Zum zweiten Mal binnen zwei Monaten war der amerikanische Verteidigungsminister Robert McNamara letzte Woche in Vietnam. Dieses Mal trug er in Saigon vorsichtshalber eine kugelsichere Weste; ein Anschlag auf den Minister wurde mit knapper Not vereitelt.

Bei seiner Rückkehr nach Washington war McNamara düsterer Stimmung. „Kein Zweifel“, erklärte er, „die Kommunisten haben ihr Angriffstempo in den in den letzten Wochen forciert. Um ihnen wirksam entgegenzutreten, müßten die Vereinigten Staaten der Regierung in Saigon höhere Zuschüsse zahlen (zur Zeit 500 Millionen Dollar im Jahr) und möglicherweise auch das Korps der amerikanischen Berater in Vietnam verstärken (zur Zeit 15 500).

Im vorigen Jahr hatte der Pentagon-Chef davon gesprochen, bis Ende 1965 könnten die US-Truppen aus Vietnam abgezogen werden. Heute ist davon keine Rede mehr. „Was immer nottut, werden die Vereinigten Staaten tun – und solange es nottut“, sagte McNamara. Er fügte hinzu, er glaube noch immer an einen Sieg. Aber: „Der Krieg wird lang und hart sein.“

Dieser Eindruck verstärkte sich nach den neuesten Nachrichten aus Laos. Dort setzten die kommunistischen Rebellen zum Angriff gegen die neutralen und rechten Streitkräfte an. Über Pfingsten sollen sie fast die gesamte Hochebene der Tonkrüge besetzt haben. Noch ist nicht sicher, was hinter ihrer Offensive steht und wo sie haltmachen werden. Das Mächtegleichgewicht in Laos ist indessen sehr prekär. Ein Zerbrechen der 1962 mühsam gezimmerten laotischen Neutralität müßte die Großmächte erneut ins Spiel bringen. Schon wird in Washington erwogen, abermals Truppen nach Thailand zu entsenden.

In einer Sonderbotschaft an den Kongreß forderte Präsident Johnson Anfang dieser Woche zusätzliche Mittel für Vietnam: 70 Millionen Dollar für Wirtschaftshilfe, 55 Millionen für Militärhilfe. Mit diesen Geldern soll die Regierung Khan die Zivilverwaltung in den Provinzen ausbauen; zugleich soll der Militärapparat verstärkt und modernisiert werden.

Der amerikanische Appell an die NATO-Verbündeten, sich gleichfalls in Süd-Vietnam zu engagieren – wenigstens durch eine symbolische Beteiligung mit Ärzten, Technikern, Lehrern oder Ausbildern – fand bisher nur ein begrenztes Echo. Auch sind die Vorschläge für ein Eingreifen der Philippinen und der Taiwan-Chinesen noch nicht spruchreif.

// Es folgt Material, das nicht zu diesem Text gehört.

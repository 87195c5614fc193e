//! Month summary calculations
//!
//! Totals, category grouping and the small decisions the month views need
//! (which month to open, whether a month may be deleted, which accounts an
//! expense may be paid from).

use chrono::NaiveDate;

use crate::models::{
    Account, CalendarMonth, Category, CategoryId, Expense, Money, Month,
};

/// Sum of all expenses that count as spending
pub fn total_expenses(expenses: &[Expense]) -> Money {
    expenses
        .iter()
        .filter(|e| e.counts_as_spending())
        .map(|e| e.amount)
        .sum()
}

/// How a group of expenses is keyed
#[derive(Debug, Clone, Copy, PartialEq, Eq, Hash)]
pub enum GroupKey {
    Category(CategoryId),
    Uncategorized,
}

impl GroupKey {
    fn of(expense: &Expense) -> Self {
        expense
            .category_id
            .map(Self::Category)
            .unwrap_or(Self::Uncategorized)
    }
}

/// Expenses of one category within a month
#[derive(Debug, Clone, PartialEq)]
pub struct ExpenseGroup {
    pub key: GroupKey,
    pub category: Option<Category>,
    pub expenses: Vec<Expense>,
    /// Sum of every expense in the group, INCOME categories included
    pub total: Money,
    pub all_paid: bool,
}

impl ExpenseGroup {
    fn empty(key: GroupKey, category: Option<Category>) -> Self {
        Self {
            key,
            category,
            expenses: Vec::new(),
            total: Money::zero(),
            all_paid: false,
        }
    }

    fn push(&mut self, expense: Expense) {
        self.total += expense.amount;
        self.expenses.push(expense);
    }

    pub fn name(&self) -> &str {
        self.category
            .as_ref()
            .map(|c| c.name.as_str())
            .unwrap_or("Uncategorized")
    }

    fn sort_key(&self) -> i32 {
        self.category
            .as_ref()
            .map(Category::sort_key)
            .unwrap_or(crate::models::category::DEFAULT_SEQ_NO)
    }

    fn finish(mut self) -> Self {
        // stable, so equal account names keep their original order
        self.expenses
            .sort_by(|a, b| a.account_name().cmp(b.account_name()));
        self.all_paid =
            !self.expenses.is_empty() && self.expenses.iter().all(|e| e.status.is_paid());
        self
    }
}

fn finish_groups(groups: Vec<ExpenseGroup>) -> Vec<ExpenseGroup> {
    let mut groups: Vec<ExpenseGroup> = groups.into_iter().map(ExpenseGroup::finish).collect();
    groups.sort_by_key(ExpenseGroup::sort_key);
    groups
}

/// Group expenses by category, in first-seen order before sorting by seqNo
pub fn group_expenses(expenses: &[Expense]) -> Vec<ExpenseGroup> {
    let mut groups: Vec<ExpenseGroup> = Vec::new();

    for expense in expenses {
        let key = GroupKey::of(expense);
        let index = match groups.iter().position(|g| g.key == key) {
            Some(index) => index,
            None => {
                groups.push(ExpenseGroup::empty(key, expense.category.clone()));
                groups.len() - 1
            }
        };
        groups[index].push(expense.clone());
    }

    finish_groups(groups)
}

/// Group expenses with one group per known category, empty ones included
///
/// The uncategorized group only appears when it has expenses. Expenses whose
/// category isn't in `categories` are dropped.
pub fn group_expenses_by_category(
    expenses: &[Expense],
    categories: &[Category],
) -> Vec<ExpenseGroup> {
    let mut groups: Vec<ExpenseGroup> = categories
        .iter()
        .map(|c| ExpenseGroup::empty(GroupKey::Category(c.id), Some(c.clone())))
        .collect();
    groups.push(ExpenseGroup::empty(GroupKey::Uncategorized, None));

    for expense in expenses {
        let key = GroupKey::of(expense);
        if let Some(group) = groups.iter_mut().find(|g| g.key == key) {
            group.push(expense.clone());
        }
    }

    groups.retain(|g| g.category.is_some() || !g.expenses.is_empty());
    finish_groups(groups)
}

/// Totals and groups of a month
#[derive(Debug, Clone)]
pub struct MonthSummary {
    pub month: Month,
    pub total_expenses: Money,
    /// Income minus spending
    pub remaining: Money,
    pub groups: Vec<ExpenseGroup>,
}

impl MonthSummary {
    /// Summary grouped by the categories that have expenses
    pub fn new(month: Month) -> Self {
        let groups = group_expenses(month.expenses());
        Self::with_groups(month, groups)
    }

    /// Summary listing every category, including empty ones
    pub fn detailed(month: Month, categories: &[Category]) -> Self {
        let groups = group_expenses_by_category(month.expenses(), categories);
        Self::with_groups(month, groups)
    }

    fn with_groups(month: Month, groups: Vec<ExpenseGroup>) -> Self {
        let total_expenses = total_expenses(month.expenses());
        Self {
            remaining: month.total_income - total_expenses,
            total_expenses,
            month,
            groups,
        }
    }

    /// The group of a category, matched by name case-insensitively
    pub fn group_named(&self, name: &str) -> Option<&ExpenseGroup> {
        let name = name.trim();
        self.groups.iter().find(|g| {
            g.category
                .as_ref()
                .map(|c| c.name.eq_ignore_ascii_case(name))
                .unwrap_or(false)
        })
    }
}

/// The month named after today's month, else the first (newest) one
pub fn select_current_month(months: &[Month], today: NaiveDate) -> Option<&Month> {
    let current_name = today.format("%B %Y").to_string();
    months
        .iter()
        .find(|m| m.name == current_name)
        .or_else(|| months.first())
}

/// Only months strictly after today's month may be deleted
pub fn can_delete_month(month: &Month, today: NaiveDate) -> bool {
    match month.calendar_month() {
        Ok(calendar) => calendar > CalendarMonth::from_date(today),
        Err(_) => false,
    }
}

/// Accounts an expense of `category` may be paid from
///
/// Credit card repayments are paid from credit cards; everything else,
/// uncategorized expenses included, from the other accounts.
pub fn available_accounts<'a>(
    category: Option<&Category>,
    accounts: &'a [Account],
) -> Vec<&'a Account> {
    let wants_card = category.map(Category::is_credit_card).unwrap_or(false);
    accounts
        .iter()
        .filter(|a| a.account_type.is_credit_card() == wants_card)
        .collect()
}

/// The month offered by default when planning ahead: the one after today's
pub fn next_month_plan(today: NaiveDate) -> CalendarMonth {
    CalendarMonth::from_date(today).next()
}

#[cfg(test)]
mod tests {
    use super::*;
    use crate::models::{AccountId, AccountType, CategoryType, ExpenseId, ExpenseStatus, MonthId};
    use chrono::Utc;

    fn date(y: i32, m: u32, d: u32) -> NaiveDate {
        NaiveDate::from_ymd_opt(y, m, d).unwrap()
    }

    fn food() -> Category {
        Category::new(CategoryId::new(1), "Food").with_seq_no(2)
    }

    fn rent() -> Category {
        Category::new(CategoryId::new(2), "Rent").with_seq_no(1)
    }

    fn charge_others() -> Category {
        Category::new(CategoryId::new(3), "Charge Others").with_type(CategoryType::Income)
    }

    fn account(id: i64, name: &str, account_type: AccountType) -> Account {
        Account::new(AccountId::new(id), name, account_type)
    }

    fn expense(id: i64, amount: i64, category: Option<Category>, account: Option<Account>) -> Expense {
        Expense {
            id: ExpenseId::new(id),
            amount: Money::from_major(amount),
            note: None,
            status: ExpenseStatus::Unpaid,
            category_id: category.as_ref().map(|c| c.id),
            category,
            account_id: account.as_ref().map(|a| a.id),
            account,
        }
    }

    fn month(name: &str, income: i64, expenses: Vec<Expense>) -> Month {
        Month {
            id: MonthId::new(1),
            name: name.into(),
            total_income: Money::from_major(income),
            expenses: Some(expenses),
            created_at: Utc::now(),
        }
    }

    #[test]
    fn test_income_category_excluded_from_totals() {
        let summary = MonthSummary::new(month(
            "June 2026",
            30_000,
            vec![
                expense(1, 6_000, Some(food()), None),
                expense(2, 8_000, Some(rent()), None),
                expense(3, 500, Some(charge_others()), None),
            ],
        ));

        assert_eq!(summary.total_expenses, Money::from_major(14_000));
        assert_eq!(summary.remaining, Money::from_major(16_000));

        // the income group still carries its own total
        let income_group = summary.group_named("charge others").unwrap();
        assert_eq!(income_group.total, Money::from_major(500));
    }

    #[test]
    fn test_groups_sorted_by_seq_no() {
        let groups = group_expenses(&[
            expense(1, 10, None, None),
            expense(2, 20, Some(food()), None),
            expense(3, 30, Some(rent()), None),
            expense(4, 40, Some(food()), None),
        ]);

        let names: Vec<_> = groups.iter().map(ExpenseGroup::name).collect();
        assert_eq!(names, vec!["Rent", "Food", "Uncategorized"]);
        assert_eq!(groups[1].total, Money::from_major(60));
        assert_eq!(groups[1].expenses.len(), 2);
    }

    #[test]
    fn test_expenses_sorted_by_account_name() {
        let ktc = account(1, "KTC", AccountType::CreditCard);
        let cash = account(2, "Cash", AccountType::Cash);
        let groups = group_expenses(&[
            expense(1, 10, Some(food()), Some(ktc.clone())),
            expense(2, 20, Some(food()), None),
            expense(3, 30, Some(food()), Some(cash)),
            expense(4, 40, Some(food()), Some(ktc)),
        ]);

        let ids: Vec<_> = groups[0].expenses.iter().map(|e| e.id.get()).collect();
        assert_eq!(ids, vec![2, 3, 1, 4]);
    }

    #[test]
    fn test_all_paid() {
        let mut paid = expense(1, 10, Some(food()), None);
        paid.status = ExpenseStatus::Paid;
        let unpaid = expense(2, 10, Some(rent()), None);

        let groups = group_expenses(&[paid.clone(), unpaid]);
        assert!(!groups[0].all_paid); // Rent
        assert!(groups[1].all_paid); // Food

        let detailed = group_expenses_by_category(&[paid], &[food(), rent()]);
        let rent_group = detailed.iter().find(|g| g.name() == "Rent").unwrap();
        assert!(rent_group.expenses.is_empty());
        assert!(!rent_group.all_paid);
    }

    #[test]
    fn test_detailed_groups_include_empty_categories() {
        let categories = vec![food(), rent(), charge_others()];
        let groups = group_expenses_by_category(&[expense(1, 10, Some(food()), None)], &categories);

        let names: Vec<_> = groups.iter().map(ExpenseGroup::name).collect();
        assert_eq!(names, vec!["Rent", "Food", "Charge Others"]);

        let groups = group_expenses_by_category(&[expense(1, 10, None, None)], &categories);
        assert_eq!(groups.last().unwrap().key, GroupKey::Uncategorized);
    }

    #[test]
    fn test_select_current_month() {
        let months = vec![
            month("July 2026", 0, vec![]),
            month("June 2026", 0, vec![]),
        ];

        let selected = select_current_month(&months, date(2026, 6, 15)).unwrap();
        assert_eq!(selected.name, "June 2026");

        let fallback = select_current_month(&months, date(2027, 1, 1)).unwrap();
        assert_eq!(fallback.name, "July 2026");

        assert!(select_current_month(&[], date(2026, 6, 15)).is_none());
    }

    #[test]
    fn test_can_delete_only_future_months() {
        let today = date(2026, 6, 15);
        assert!(can_delete_month(&month("July 2026", 0, vec![]), today));
        assert!(!can_delete_month(&month("June 2026", 0, vec![]), today));
        assert!(!can_delete_month(&month("May 2026", 0, vec![]), today));
        assert!(!can_delete_month(&month("Someday", 0, vec![]), today));
    }

    #[test]
    fn test_available_accounts() {
        let accounts = vec![
            account(1, "Cash", AccountType::Cash),
            account(2, "KTC", AccountType::CreditCard),
            account(3, "Savings", AccountType::Savings),
        ];
        let card_category = Category::new(CategoryId::new(9), "KTC Credit Card");

        let names = |list: Vec<&Account>| list.into_iter().map(|a| a.name.clone()).collect::<Vec<_>>();
        assert_eq!(names(available_accounts(Some(&card_category), &accounts)), vec!["KTC"]);
        assert_eq!(
            names(available_accounts(Some(&food()), &accounts)),
            vec!["Cash", "Savings"]
        );
        assert_eq!(names(available_accounts(None, &accounts)), vec!["Cash", "Savings"]);
    }

    #[test]
    fn test_next_month_plan() {
        assert_eq!(next_month_plan(date(2026, 6, 15)).to_string(), "July 2026");
        assert_eq!(next_month_plan(date(2025, 12, 31)).to_string(), "January 2026");
    }
}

Die Amerikaner tragen die vietnamesische Bürde weiterhin allein auf ihren Schultern. Die Last einfach abzuwerfen, können sie sich nicht leisten. Sie bleiben dabei: dem kommunistischen China muß die Ausdehnung nach Südostasien verwehrt werden.

In Washington ist jetzt eine neue Begründung für dieses Postulat zu hören. Nur wenn der chinesischen Expansion nach Süden ein Riegel vorgeschoben werde, könne sich das Reich der Mitte später einmal dem Norden zuwenden und Lebensraum in sowjetischen Gebieten suchen. Dann erst werde eine machtpolitische Rivalität zwischen den beiden kommunistischen Großmächten entstehen, die dem Westen auf Jahrzehnte hinaus den Frieden sichern könnte.